Work to complete ::
Look for "observes" in the records and copy every line that has it.

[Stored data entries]
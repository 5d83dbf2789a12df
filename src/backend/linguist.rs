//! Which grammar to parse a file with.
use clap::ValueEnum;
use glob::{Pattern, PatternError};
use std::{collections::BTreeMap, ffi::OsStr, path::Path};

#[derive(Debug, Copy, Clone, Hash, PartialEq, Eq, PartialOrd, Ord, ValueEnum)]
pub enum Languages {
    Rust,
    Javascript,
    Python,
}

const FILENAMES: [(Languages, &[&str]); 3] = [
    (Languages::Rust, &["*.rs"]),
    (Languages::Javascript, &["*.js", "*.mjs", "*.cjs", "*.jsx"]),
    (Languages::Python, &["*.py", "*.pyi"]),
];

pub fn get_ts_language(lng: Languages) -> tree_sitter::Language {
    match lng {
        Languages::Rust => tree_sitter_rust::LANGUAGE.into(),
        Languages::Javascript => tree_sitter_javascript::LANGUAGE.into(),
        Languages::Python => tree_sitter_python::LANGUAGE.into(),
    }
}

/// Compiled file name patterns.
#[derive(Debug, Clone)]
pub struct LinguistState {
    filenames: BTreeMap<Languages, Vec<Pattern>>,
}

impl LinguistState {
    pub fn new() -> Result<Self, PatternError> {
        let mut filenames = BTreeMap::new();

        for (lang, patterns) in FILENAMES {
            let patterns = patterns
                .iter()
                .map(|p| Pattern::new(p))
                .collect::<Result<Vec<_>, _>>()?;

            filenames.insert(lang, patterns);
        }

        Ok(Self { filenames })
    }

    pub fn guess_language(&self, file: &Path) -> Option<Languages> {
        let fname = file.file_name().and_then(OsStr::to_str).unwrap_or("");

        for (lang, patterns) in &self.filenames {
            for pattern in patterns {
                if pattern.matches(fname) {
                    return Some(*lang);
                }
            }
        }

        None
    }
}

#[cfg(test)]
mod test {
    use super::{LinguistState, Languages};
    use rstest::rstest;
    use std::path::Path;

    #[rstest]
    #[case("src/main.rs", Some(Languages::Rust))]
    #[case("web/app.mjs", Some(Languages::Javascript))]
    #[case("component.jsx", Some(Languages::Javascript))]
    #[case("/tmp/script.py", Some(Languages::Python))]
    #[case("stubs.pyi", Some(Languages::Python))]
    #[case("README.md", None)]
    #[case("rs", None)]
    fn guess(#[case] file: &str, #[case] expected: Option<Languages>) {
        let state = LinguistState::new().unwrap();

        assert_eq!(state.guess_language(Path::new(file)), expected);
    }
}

--

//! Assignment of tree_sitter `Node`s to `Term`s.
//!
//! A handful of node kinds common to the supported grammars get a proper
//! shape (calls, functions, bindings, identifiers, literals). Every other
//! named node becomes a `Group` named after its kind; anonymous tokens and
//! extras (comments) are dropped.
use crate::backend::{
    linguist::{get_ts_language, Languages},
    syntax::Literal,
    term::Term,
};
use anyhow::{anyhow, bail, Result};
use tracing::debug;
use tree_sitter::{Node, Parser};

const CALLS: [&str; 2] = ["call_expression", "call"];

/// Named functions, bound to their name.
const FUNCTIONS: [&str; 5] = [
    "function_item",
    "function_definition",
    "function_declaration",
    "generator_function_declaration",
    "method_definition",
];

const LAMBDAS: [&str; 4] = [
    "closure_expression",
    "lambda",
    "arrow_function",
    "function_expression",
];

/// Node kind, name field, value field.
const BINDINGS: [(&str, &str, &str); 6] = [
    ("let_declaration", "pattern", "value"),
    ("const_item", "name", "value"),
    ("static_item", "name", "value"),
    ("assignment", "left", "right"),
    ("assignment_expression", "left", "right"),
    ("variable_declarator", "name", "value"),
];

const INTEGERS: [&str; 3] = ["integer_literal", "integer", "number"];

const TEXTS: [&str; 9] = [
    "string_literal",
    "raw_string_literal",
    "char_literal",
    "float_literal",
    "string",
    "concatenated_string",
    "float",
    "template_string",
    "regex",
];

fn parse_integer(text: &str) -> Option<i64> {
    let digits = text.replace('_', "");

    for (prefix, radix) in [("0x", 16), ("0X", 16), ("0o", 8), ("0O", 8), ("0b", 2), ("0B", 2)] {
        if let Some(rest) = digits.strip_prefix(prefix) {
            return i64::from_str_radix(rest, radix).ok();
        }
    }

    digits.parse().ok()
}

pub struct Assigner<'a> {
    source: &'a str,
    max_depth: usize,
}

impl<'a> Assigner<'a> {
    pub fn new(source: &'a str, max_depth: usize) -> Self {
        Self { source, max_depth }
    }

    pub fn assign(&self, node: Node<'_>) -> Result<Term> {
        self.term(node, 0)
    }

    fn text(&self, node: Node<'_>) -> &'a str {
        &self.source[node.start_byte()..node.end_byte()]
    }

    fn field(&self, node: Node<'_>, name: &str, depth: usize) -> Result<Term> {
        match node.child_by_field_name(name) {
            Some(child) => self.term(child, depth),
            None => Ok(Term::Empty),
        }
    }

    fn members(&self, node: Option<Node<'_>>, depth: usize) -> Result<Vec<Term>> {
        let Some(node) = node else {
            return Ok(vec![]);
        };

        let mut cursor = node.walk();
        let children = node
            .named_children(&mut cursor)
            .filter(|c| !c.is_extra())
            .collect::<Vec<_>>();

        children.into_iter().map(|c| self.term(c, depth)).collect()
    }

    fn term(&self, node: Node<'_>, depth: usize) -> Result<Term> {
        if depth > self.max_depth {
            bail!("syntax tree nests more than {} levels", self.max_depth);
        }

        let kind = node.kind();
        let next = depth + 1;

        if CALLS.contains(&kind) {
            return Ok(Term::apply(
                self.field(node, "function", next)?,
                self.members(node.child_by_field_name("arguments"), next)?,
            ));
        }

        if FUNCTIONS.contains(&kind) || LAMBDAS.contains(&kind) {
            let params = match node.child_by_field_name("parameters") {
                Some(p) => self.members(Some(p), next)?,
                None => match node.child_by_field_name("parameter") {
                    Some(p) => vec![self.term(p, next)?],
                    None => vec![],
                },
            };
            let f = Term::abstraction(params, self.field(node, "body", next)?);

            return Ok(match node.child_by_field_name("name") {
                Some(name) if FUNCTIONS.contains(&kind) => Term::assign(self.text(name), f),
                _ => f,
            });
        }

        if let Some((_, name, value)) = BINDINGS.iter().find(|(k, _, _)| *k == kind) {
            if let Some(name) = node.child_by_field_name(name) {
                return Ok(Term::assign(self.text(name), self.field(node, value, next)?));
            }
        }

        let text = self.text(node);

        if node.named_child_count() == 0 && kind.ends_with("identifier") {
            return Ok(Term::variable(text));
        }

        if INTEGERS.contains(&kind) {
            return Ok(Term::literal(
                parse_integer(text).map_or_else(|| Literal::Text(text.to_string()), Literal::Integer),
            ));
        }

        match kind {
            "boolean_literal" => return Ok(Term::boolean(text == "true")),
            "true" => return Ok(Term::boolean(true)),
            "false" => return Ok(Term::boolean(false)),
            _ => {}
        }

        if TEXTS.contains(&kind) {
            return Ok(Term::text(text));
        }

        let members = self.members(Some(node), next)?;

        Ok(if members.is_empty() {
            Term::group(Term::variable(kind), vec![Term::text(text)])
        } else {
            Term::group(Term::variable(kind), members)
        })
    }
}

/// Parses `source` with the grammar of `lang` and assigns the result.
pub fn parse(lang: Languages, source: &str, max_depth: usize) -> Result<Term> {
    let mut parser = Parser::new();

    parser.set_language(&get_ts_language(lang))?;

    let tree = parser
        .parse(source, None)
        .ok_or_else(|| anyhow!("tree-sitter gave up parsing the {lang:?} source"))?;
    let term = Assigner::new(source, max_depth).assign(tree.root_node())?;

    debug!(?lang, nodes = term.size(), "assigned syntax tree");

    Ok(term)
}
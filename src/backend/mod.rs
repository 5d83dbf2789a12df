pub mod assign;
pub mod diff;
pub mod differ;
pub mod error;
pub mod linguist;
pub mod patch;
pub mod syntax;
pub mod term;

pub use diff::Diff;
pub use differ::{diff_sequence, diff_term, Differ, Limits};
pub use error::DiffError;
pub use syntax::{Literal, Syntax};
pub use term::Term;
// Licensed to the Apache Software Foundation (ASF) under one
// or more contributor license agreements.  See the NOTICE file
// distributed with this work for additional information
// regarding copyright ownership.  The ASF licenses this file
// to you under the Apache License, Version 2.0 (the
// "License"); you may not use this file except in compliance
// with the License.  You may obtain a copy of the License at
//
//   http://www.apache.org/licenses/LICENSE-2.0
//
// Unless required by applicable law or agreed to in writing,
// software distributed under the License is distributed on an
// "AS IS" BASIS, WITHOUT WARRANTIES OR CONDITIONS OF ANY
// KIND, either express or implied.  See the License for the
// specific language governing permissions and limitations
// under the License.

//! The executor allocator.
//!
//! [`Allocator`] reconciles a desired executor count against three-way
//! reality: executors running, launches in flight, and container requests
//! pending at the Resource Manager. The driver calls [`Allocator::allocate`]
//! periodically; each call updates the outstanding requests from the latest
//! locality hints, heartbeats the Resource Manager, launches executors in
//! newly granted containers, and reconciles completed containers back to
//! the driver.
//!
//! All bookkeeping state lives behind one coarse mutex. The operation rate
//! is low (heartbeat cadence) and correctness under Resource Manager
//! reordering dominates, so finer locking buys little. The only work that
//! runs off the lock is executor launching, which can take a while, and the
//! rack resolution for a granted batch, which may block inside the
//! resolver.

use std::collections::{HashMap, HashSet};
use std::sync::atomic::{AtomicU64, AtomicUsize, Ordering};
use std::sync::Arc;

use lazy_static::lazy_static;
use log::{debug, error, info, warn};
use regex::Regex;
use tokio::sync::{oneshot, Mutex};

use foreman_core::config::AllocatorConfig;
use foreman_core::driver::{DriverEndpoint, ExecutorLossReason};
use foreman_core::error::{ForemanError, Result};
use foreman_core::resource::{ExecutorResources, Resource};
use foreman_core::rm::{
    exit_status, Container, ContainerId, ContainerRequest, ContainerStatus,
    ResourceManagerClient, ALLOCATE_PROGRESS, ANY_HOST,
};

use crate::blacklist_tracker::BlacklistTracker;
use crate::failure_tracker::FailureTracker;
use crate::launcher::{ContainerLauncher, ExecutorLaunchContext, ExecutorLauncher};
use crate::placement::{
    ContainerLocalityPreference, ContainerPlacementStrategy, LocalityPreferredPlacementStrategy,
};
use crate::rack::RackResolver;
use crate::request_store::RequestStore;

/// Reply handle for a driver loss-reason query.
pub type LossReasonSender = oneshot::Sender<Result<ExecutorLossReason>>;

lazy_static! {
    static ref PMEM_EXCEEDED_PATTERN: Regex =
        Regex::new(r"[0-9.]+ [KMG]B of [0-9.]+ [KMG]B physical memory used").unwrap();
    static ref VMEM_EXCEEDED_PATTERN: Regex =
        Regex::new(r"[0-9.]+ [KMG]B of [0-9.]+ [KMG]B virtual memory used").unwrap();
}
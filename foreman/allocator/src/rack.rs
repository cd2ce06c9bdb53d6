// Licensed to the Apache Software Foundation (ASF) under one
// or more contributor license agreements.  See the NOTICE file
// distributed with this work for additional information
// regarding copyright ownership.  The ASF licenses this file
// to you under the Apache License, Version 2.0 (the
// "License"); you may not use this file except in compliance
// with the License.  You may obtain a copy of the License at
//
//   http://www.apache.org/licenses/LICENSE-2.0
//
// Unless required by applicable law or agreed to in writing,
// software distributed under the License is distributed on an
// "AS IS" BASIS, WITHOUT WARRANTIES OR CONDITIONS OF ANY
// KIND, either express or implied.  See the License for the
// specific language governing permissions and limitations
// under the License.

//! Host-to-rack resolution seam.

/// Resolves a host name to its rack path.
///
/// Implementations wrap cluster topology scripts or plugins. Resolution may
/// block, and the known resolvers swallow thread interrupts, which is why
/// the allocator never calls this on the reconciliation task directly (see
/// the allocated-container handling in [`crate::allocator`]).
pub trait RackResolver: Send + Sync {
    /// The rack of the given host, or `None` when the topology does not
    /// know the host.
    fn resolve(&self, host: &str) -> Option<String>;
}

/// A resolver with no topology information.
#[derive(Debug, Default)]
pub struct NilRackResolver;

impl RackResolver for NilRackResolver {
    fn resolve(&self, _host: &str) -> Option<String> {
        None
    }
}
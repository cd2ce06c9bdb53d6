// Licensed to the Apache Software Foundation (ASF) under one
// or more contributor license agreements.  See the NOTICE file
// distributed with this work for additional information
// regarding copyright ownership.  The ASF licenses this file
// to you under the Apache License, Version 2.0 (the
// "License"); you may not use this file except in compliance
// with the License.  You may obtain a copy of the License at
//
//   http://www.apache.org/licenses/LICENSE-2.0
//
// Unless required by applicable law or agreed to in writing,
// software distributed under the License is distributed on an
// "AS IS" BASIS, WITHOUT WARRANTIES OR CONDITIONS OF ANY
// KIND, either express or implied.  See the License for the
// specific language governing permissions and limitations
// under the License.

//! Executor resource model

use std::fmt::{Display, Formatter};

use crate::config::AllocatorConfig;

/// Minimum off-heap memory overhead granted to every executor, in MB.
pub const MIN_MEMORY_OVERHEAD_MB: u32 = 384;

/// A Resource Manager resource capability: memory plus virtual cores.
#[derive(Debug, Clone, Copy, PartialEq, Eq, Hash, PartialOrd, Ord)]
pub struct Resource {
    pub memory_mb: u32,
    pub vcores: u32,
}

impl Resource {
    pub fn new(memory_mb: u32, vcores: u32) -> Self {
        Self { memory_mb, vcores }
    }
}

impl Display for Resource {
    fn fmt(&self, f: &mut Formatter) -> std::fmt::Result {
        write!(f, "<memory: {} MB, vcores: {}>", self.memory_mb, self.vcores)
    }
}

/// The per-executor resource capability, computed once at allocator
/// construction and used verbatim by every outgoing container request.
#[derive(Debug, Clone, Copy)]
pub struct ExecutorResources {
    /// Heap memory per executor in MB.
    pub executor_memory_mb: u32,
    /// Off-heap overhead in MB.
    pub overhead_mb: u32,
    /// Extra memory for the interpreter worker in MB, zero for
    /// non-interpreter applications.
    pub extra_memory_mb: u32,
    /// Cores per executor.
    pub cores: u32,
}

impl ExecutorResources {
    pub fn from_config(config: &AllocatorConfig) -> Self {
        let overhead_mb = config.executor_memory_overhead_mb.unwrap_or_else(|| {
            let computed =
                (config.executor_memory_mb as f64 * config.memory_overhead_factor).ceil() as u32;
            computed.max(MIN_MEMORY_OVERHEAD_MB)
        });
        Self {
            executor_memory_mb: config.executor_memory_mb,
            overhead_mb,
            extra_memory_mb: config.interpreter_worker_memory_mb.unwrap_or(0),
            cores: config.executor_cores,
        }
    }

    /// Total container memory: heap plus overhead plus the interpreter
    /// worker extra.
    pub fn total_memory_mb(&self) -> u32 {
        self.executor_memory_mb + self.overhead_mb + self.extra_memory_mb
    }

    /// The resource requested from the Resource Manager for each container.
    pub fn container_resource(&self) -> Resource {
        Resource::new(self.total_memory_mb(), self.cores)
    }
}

--

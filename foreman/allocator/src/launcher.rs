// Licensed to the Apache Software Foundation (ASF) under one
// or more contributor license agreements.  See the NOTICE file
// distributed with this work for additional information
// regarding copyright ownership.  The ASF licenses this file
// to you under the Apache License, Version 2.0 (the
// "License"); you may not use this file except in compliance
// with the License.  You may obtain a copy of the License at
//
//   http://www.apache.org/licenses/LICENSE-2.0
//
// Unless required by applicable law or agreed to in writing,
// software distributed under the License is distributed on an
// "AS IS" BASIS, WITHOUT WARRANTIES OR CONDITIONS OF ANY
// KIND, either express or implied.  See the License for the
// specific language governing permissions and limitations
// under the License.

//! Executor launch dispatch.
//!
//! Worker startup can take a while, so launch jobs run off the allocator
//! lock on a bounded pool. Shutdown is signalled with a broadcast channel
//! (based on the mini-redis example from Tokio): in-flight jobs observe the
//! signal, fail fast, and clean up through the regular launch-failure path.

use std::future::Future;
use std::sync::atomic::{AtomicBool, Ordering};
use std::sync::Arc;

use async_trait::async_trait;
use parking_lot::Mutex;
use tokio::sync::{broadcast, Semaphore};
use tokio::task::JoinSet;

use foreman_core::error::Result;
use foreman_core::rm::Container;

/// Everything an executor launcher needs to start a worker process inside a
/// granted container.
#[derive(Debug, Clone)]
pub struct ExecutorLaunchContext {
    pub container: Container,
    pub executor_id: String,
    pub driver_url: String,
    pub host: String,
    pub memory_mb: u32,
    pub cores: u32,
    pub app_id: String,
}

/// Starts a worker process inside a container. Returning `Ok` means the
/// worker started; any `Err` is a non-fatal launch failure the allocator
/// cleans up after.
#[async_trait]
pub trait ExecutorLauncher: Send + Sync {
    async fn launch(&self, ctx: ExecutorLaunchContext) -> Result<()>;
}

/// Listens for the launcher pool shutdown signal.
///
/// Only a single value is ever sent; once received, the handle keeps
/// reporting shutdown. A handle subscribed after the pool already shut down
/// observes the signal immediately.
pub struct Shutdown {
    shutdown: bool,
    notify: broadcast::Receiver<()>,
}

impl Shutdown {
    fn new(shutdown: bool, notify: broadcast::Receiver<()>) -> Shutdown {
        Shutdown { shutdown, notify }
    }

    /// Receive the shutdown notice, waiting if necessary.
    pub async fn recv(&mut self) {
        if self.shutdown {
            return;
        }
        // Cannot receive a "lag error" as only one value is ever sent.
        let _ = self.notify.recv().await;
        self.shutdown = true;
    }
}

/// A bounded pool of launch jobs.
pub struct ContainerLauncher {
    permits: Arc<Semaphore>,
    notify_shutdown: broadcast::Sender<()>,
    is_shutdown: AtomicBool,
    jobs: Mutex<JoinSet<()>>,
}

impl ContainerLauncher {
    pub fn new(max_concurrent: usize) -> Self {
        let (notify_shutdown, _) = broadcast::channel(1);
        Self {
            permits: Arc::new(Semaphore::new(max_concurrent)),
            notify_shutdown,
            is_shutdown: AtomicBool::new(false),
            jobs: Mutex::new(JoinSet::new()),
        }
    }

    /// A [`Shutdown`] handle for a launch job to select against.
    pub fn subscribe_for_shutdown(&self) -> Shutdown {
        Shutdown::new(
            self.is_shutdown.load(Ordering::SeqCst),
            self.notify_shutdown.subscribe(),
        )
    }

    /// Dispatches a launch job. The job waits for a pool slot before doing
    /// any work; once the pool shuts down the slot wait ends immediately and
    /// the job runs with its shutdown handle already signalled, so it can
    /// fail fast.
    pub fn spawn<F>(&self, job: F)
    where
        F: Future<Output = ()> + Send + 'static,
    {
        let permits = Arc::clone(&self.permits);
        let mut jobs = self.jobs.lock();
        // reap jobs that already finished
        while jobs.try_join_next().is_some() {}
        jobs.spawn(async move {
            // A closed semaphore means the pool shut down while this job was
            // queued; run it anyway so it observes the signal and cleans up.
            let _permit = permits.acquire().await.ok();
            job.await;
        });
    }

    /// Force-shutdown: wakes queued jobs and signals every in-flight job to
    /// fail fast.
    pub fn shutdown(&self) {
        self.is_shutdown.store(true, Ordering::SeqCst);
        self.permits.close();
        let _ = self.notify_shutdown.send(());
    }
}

Solution ::
/// observes the signal immediately.
            // queued; run it anyway so it observes the signal and cleans up.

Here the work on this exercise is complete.